The challenge is that we live in an increasingly distracting world, and need a method to make our attention, the touchstone of consciousness, more readily available to us. The challenge is that the speed of the world and the nature of our technology makes it difficult to make best use of this precious resource, which is a core component of mindfulness. John Teasdale captured the centrality of this point as follows:

“Mindfulness is a habit, it’s something the more one does, the more likely one is to be in that mode with less and less effort… it’s a skill that can be learned. It’s accessing something we already have. Mindfulness isn’t difficult. What’s difficult is to remember to be mindful”

So how can we remember?

Aldous Huxley is most famous for his dsytopic novel Brave New World, but his final novel, Island presents a more utopian vision of the future, in which attention pays a central role. Indeed, perhaps the defining quality of the island Huxley imagined was the mindfulness of its inhabitants.

The writer Borges once described Utopia as “a Greek word, which means ‘there is no such place’” and Huxley’s utopian vision honours that idea. The  island, Pala, struggles to guard its beauty, simplicity and integrity from incursions from the world outside, and though I don’t want to give away the ending, it was Utopian in the Borgesian sense.

what would a 21st century reminder bird look like?

My abiding memory of Pala is the role played by the mynahs on the island, birds that are known for their capacity to imitate. The following two extracts are separated by several pages, but serve to show the role of ‘reminder birds’ on the island, as seen through the eyes of a cynical journalist, Will Farnaby:

["Attention",  a voice began to call, and it was as though an oboe had suddenly become articulate. "Attention",  it repeated in the same high, nasal monotone. "Attention"  (...)

"Is that your bird?" Will asked.

She shook her head.

Mynahs are like the electric light", she said. "They don't belong to anybody."

Why does he say those things?

"Because somebody taught him", she answered patiently...

But why did they teach him those things? Why 'Attention'? Why 'Here and now?'

"Well ..." She searched for the right words in which to explain the self-evident to this strange imbecile. "That's what you always forget, isn't it? I mean, you forget to pay attention to what's happening. And that's the same as not being here and now."

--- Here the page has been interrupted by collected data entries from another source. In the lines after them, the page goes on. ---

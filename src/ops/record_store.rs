use std::fs;
use std::io;
use std::path::{Path, PathBuf};

use chrono::{Local, NaiveDateTime};
use indexmap::IndexMap;

use crate::error::{StoreError, StoreResult};
use crate::io::atomic::{atomic_write, atomic_write_new};
use crate::io::layout::{RECORD_EXTENSION, StoreLayout};
use crate::model::record::{Partition, Record};
use crate::model::template::{CHECKED_KEY, Template};
use crate::ops::schema_store::read_template;
use crate::ops::timestamp::RecordStamp;
use crate::parse::{parse_record, serialize_record};

/// Same-second creations get `-1`, `-2`, ... up to this many.
const MAX_SAME_SECOND: u32 = 10_000;

/// Create a record in the list's inbox, stamped with the current local time.
pub fn create_record(
    layout: &StoreLayout,
    list_name: &str,
    values: IndexMap<String, String>,
) -> StoreResult<PathBuf> {
    create_record_at(layout, list_name, values, Local::now().naive_local())
}

/// Create a record stamped with `now`. Returns the new record's path.
pub fn create_record_at(
    layout: &StoreLayout,
    list_name: &str,
    values: IndexMap<String, String>,
    now: NaiveDateTime,
) -> StoreResult<PathBuf> {
    let template = read_template(layout, list_name)?;
    let record = Record::new(shape_values(&template, values)?);
    let content = serialize_record(&record);

    let inbox = layout.partition_dir(list_name, Partition::Inbox);
    fs::create_dir_all(&inbox).map_err(|e| StoreError::io("create", &inbox, e))?;
    let archive = layout.partition_dir(list_name, Partition::Archive);

    for seq in 0..MAX_SAME_SECOND {
        let stamp = RecordStamp { at: now, seq };
        let file_name = format!("{}.{}", stamp.file_stem(list_name), RECORD_EXTENSION);
        // A name already used in the archive would put one identity in
        // both partitions
        if archive.join(&file_name).exists() {
            continue;
        }
        let path = inbox.join(&file_name);
        match atomic_write_new(&path, content.as_bytes()) {
            Ok(()) => {
                tracing::info!(list = list_name, path = %path.display(), "created record");
                return Ok(path);
            }
            Err(e) if e.kind() == io::ErrorKind::AlreadyExists => continue,
            Err(e) => return Err(StoreError::io("write", &path, e)),
        }
    }
    Err(StoreError::io(
        "write",
        inbox,
        io::Error::new(io::ErrorKind::AlreadyExists, "too many records in one second"),
    ))
}

/// Order values as the template declares them, fill in missing fields,
/// and validate each value against its field type.
fn shape_values(
    template: &Template,
    mut values: IndexMap<String, String>,
) -> StoreResult<IndexMap<String, String>> {
    if let Some(extra) = values
        .keys()
        .find(|k| k.as_str() == CHECKED_KEY || template.field(k).is_none())
    {
        return Err(StoreError::InvalidFieldValue {
            field: extra.clone(),
            reason: format!("not a field of template '{}'", template.name),
        });
    }

    let mut shaped = IndexMap::with_capacity(template.fields.len());
    for (i, field) in template.fields.iter().enumerate() {
        let value = values.shift_remove(&field.name).unwrap_or_default();
        if i == 0 && value.trim().is_empty() {
            return Err(StoreError::PrimaryFieldEmpty(field.name.clone()));
        }
        field
            .field_type
            .validate(&value)
            .map_err(|reason| StoreError::InvalidFieldValue {
                field: field.name.clone(),
                reason,
            })?;
        shaped.insert(field.name.clone(), value);
    }
    Ok(shaped)
}

/// Read a record in full.
pub fn read_record(path: &Path) -> StoreResult<Record> {
    let text = match fs::read_to_string(path) {
        Ok(text) => text,
        Err(e) if e.kind() == io::ErrorKind::NotFound => {
            return Err(StoreError::RecordNotFound(path.to_path_buf()));
        }
        Err(e) if e.kind() == io::ErrorKind::InvalidData => {
            return Err(StoreError::RecordCorrupt {
                path: path.to_path_buf(),
                reason: "file is not valid UTF-8".to_string(),
            });
        }
        Err(e) => return Err(StoreError::io("read", path, e)),
    };
    parse_record(&text).map_err(|reason| StoreError::RecordCorrupt {
        path: path.to_path_buf(),
        reason,
    })
}

/// Overwrite a record in full. `record.checked` is written as given.
pub fn update_record(path: &Path, record: &Record) -> StoreResult<()> {
    if !path.is_file() {
        return Err(StoreError::RecordNotFound(path.to_path_buf()));
    }
    atomic_write(path, serialize_record(record).as_bytes())
        .map_err(|e| StoreError::io("write", path, e))?;
    tracing::debug!(path = %path.display(), "updated record");
    Ok(())
}

/// Delete a record file.
pub fn delete_record(path: &Path) -> StoreResult<()> {
    match fs::remove_file(path) {
        Ok(()) => {
            tracing::info!(path = %path.display(), "deleted record");
            Ok(())
        }
        Err(e) if e.kind() == io::ErrorKind::NotFound => {
            Err(StoreError::RecordNotFound(path.to_path_buf()))
        }
        Err(e) => Err(StoreError::DeletionFailed {
            path: path.to_path_buf(),
            source: e,
        }),
    }
}

/// Flip the `checked` flag and persist it. Returns the new state.
pub fn toggle_checked(path: &Path) -> StoreResult<bool> {
    let mut record = read_record(path)?;
    record.checked = !record.checked;
    update_record(path, &record)?;
    Ok(record.checked)
}

/// Regular files directly under one partition of a list, in directory order.
/// Contents are not checked. Dot-files are skipped.
pub fn list_records(
    layout: &StoreLayout,
    list_name: &str,
    partition: Partition,
) -> StoreResult<Vec<PathBuf>> {
    let dir = layout.partition_dir(list_name, partition);
    let entries = match fs::read_dir(&dir) {
        Ok(entries) => entries,
        Err(e) if e.kind() == io::ErrorKind::NotFound => {
            let known = layout.template_path(list_name).exists()
                || layout.partition_dir(list_name, Partition::Inbox).exists();
            return if known {
                Ok(Vec::new())
            } else {
                Err(StoreError::TemplateNotFound(list_name.to_string()))
            };
        }
        Err(e) => return Err(StoreError::io("read", &dir, e)),
    };

    let mut paths = Vec::new();
    for entry in entries {
        let entry = entry.map_err(|e| StoreError::io("read", &dir, e))?;
        let file_type = entry.file_type().map_err(|e| StoreError::io("read", entry.path(), e))?;
        if !file_type.is_file() {
            continue;
        }
        if entry.file_name().to_string_lossy().starts_with('.') {
            continue;
        }
        paths.push(entry.path());
    }
    Ok(paths)
}

/// Resolve a user-supplied record reference: an existing path, or a bare
/// file name (with or without `.yaml`) searched for in every list.
pub fn resolve_record(layout: &StoreLayout, reference: &str) -> StoreResult<PathBuf> {
    let direct = PathBuf::from(reference);
    if direct.is_file() {
        return Ok(direct);
    }

    let file_name = if reference.ends_with(&format!(".{}", RECORD_EXTENSION)) {
        reference.to_string()
    } else {
        format!("{}.{}", reference, RECORD_EXTENSION)
    };
    for partition in [Partition::Inbox, Partition::Archive] {
        let root = layout.partition_root(partition);
        let Ok(lists) = fs::read_dir(&root) else {
            continue;
        };
        for list in lists.flatten() {
            let candidate = list.path().join(&file_name);
            if candidate.is_file() {
                return Ok(candidate);
            }
        }
    }
    Err(StoreError::RecordNotFound(direct))
}
use chrono::NaiveDate;
use serde::{Deserialize, Serialize};

/// Reserved record key holding the completion flag
pub const CHECKED_KEY: &str = "checked";

/// The kind of a template field, with its own validation strategy
#[derive(Debug, Clone, PartialEq, Eq)]
pub enum FieldType {
    Text,
    Number,
    /// `YYYY-MM-DD`
    Date,
    /// One of a fixed, ordered set of values
    Category(Vec<String>),
}

impl FieldType {
    /// Name used in template files
    pub fn type_name(&self) -> &'static str {
        match self {
            FieldType::Text => "Text",
            FieldType::Number => "Number",
            FieldType::Date => "Date",
            FieldType::Category(_) => "Category",
        }
    }

    /// Which kind of input widget a UI should offer for this field
    pub fn input_hint(&self) -> &'static str {
        match self {
            FieldType::Text => "text",
            FieldType::Number => "number",
            FieldType::Date => "date",
            FieldType::Category(_) => "category",
        }
    }

    /// Check a non-blank value against this field type.
    /// Blank values are always accepted here; the primary-field rule is
    /// enforced by the record store.
    pub fn validate(&self, value: &str) -> Result<(), String> {
        let value = value.trim();
        if value.is_empty() {
            return Ok(());
        }
        match self {
            FieldType::Text => Ok(()),
            FieldType::Number => match value.parse::<f64>() {
                Ok(n) if n.is_finite() => Ok(()),
                _ => Err(format!("'{}' is not a number", value)),
            },
            FieldType::Date => NaiveDate::parse_from_str(value, "%Y-%m-%d")
                .map(|_| ())
                .map_err(|_| format!("'{}' is not a YYYY-MM-DD date", value)),
            FieldType::Category(categories) => {
                if categories.iter().any(|c| c == value) {
                    Ok(())
                } else {
                    Err(format!(
                        "'{}' is not one of: {}",
                        value,
                        categories.join(", ")
                    ))
                }
            }
        }
    }
}

/// One declared field of a template
#[derive(Debug, Clone, PartialEq, Eq, Serialize, Deserialize)]
#[serde(try_from = "FieldDefFile", into = "FieldDefFile")]
pub struct FieldDef {
    pub name: String,
    pub field_type: FieldType,
}

impl FieldDef {
    pub fn new(name: impl Into<String>, field_type: FieldType) -> Self {
        FieldDef {
            name: name.into(),
            field_type,
        }
    }

    pub fn text(name: impl Into<String>) -> Self {
        FieldDef::new(name, FieldType::Text)
    }
}

/// On-disk shape of a field descriptor: `{field_name, type, categories?}`
#[derive(Debug, Clone, Serialize, Deserialize)]
struct FieldDefFile {
    field_name: String,
    #[serde(rename = "type")]
    field_type: String,
    #[serde(default, skip_serializing_if = "Option::is_none")]
    categories: Option<Vec<String>>,
}

impl TryFrom<FieldDefFile> for FieldDef {
    type Error = String;

    fn try_from(raw: FieldDefFile) -> Result<Self, Self::Error> {
        let field_type = match raw.field_type.as_str() {
            "Text" => FieldType::Text,
            "Number" => FieldType::Number,
            "Date" => FieldType::Date,
            "Category" => FieldType::Category(raw.categories.unwrap_or_default()),
            other => return Err(format!("unknown field type '{}'", other)),
        };
        Ok(FieldDef {
            name: raw.field_name,
            field_type,
        })
    }
}

impl From<FieldDef> for FieldDefFile {
    fn from(def: FieldDef) -> Self {
        let field_type = def.field_type.type_name().to_string();
        let categories = match def.field_type {
            FieldType::Category(categories) => Some(categories),
            _ => None,
        };
        FieldDefFile {
            field_name: def.name,
            field_type,
            categories,
        }
    }
}

/// A named schema. The first field is the primary field (the display title).
#[derive(Debug, Clone, PartialEq, Eq)]
pub struct Template {
    pub name: String,
    pub fields: Vec<FieldDef>,
}

impl Template {
    pub fn new(name: impl Into<String>, fields: Vec<FieldDef>) -> Self {
        Template {
            name: name.into(),
            fields,
        }
    }

    pub fn primary_field(&self) -> Option<&FieldDef> {
        self.fields.first()
    }

    pub fn field(&self, name: &str) -> Option<&FieldDef> {
        self.fields.iter().find(|f| f.name == name)
    }

    /// Structural checks on the field list. Returns the reason on failure.
    pub fn check_fields(&self) -> Result<(), String> {
        if self.fields.is_empty() {
            return Err("a template needs at least one field".into());
        }
        for (i, field) in self.fields.iter().enumerate() {
            if field.name.trim().is_empty() {
                return Err(format!("field {} has an empty name", i + 1));
            }
            if field.name == CHECKED_KEY {
                return Err(format!("'{}' is a reserved field name", CHECKED_KEY));
            }
            if self.fields[..i].iter().any(|f| f.name == field.name) {
                return Err(format!("duplicate field '{}'", field.name));
            }
            if let FieldType::Category(categories) = &field.field_type
                && categories.is_empty()
            {
                return Err(format!("category field '{}' has no categories", field.name));
            }
        }
        Ok(())
    }
}

/// Check that a name can be used as a template/list directory name.
pub fn check_list_name(name: &str) -> Result<(), &'static str> {
    if name.trim().is_empty() {
        return Err("name cannot be empty");
    }
    if name.contains('/') || name.contains('\\') {
        return Err("name cannot contain path separators");
    }
    if name.starts_with('.') {
        return Err("name cannot start with '.'");
    }
    Ok(())
}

"And the mynahs fly about reminding you—is that it?"

She nodded. That, of course, was it. There was a silence.]

The book is warmly recommended, but the key question for now is how we can create ‘reminder birds’ of our own.

Jules Evans, who writes a wonderful blog on the politics of wellbeing recently indicated that technology might play a role, and I wouldn’t be surpised if there was already a mindfulness ‘app’ out there. I am trying to conceive of something more visceral and direct, but can’t quite picture it.

We don’t live on Pala, and mynahs are not always there when you need them, so what would a 21st century reminder bird look like? Who or what will remind us to be mindful?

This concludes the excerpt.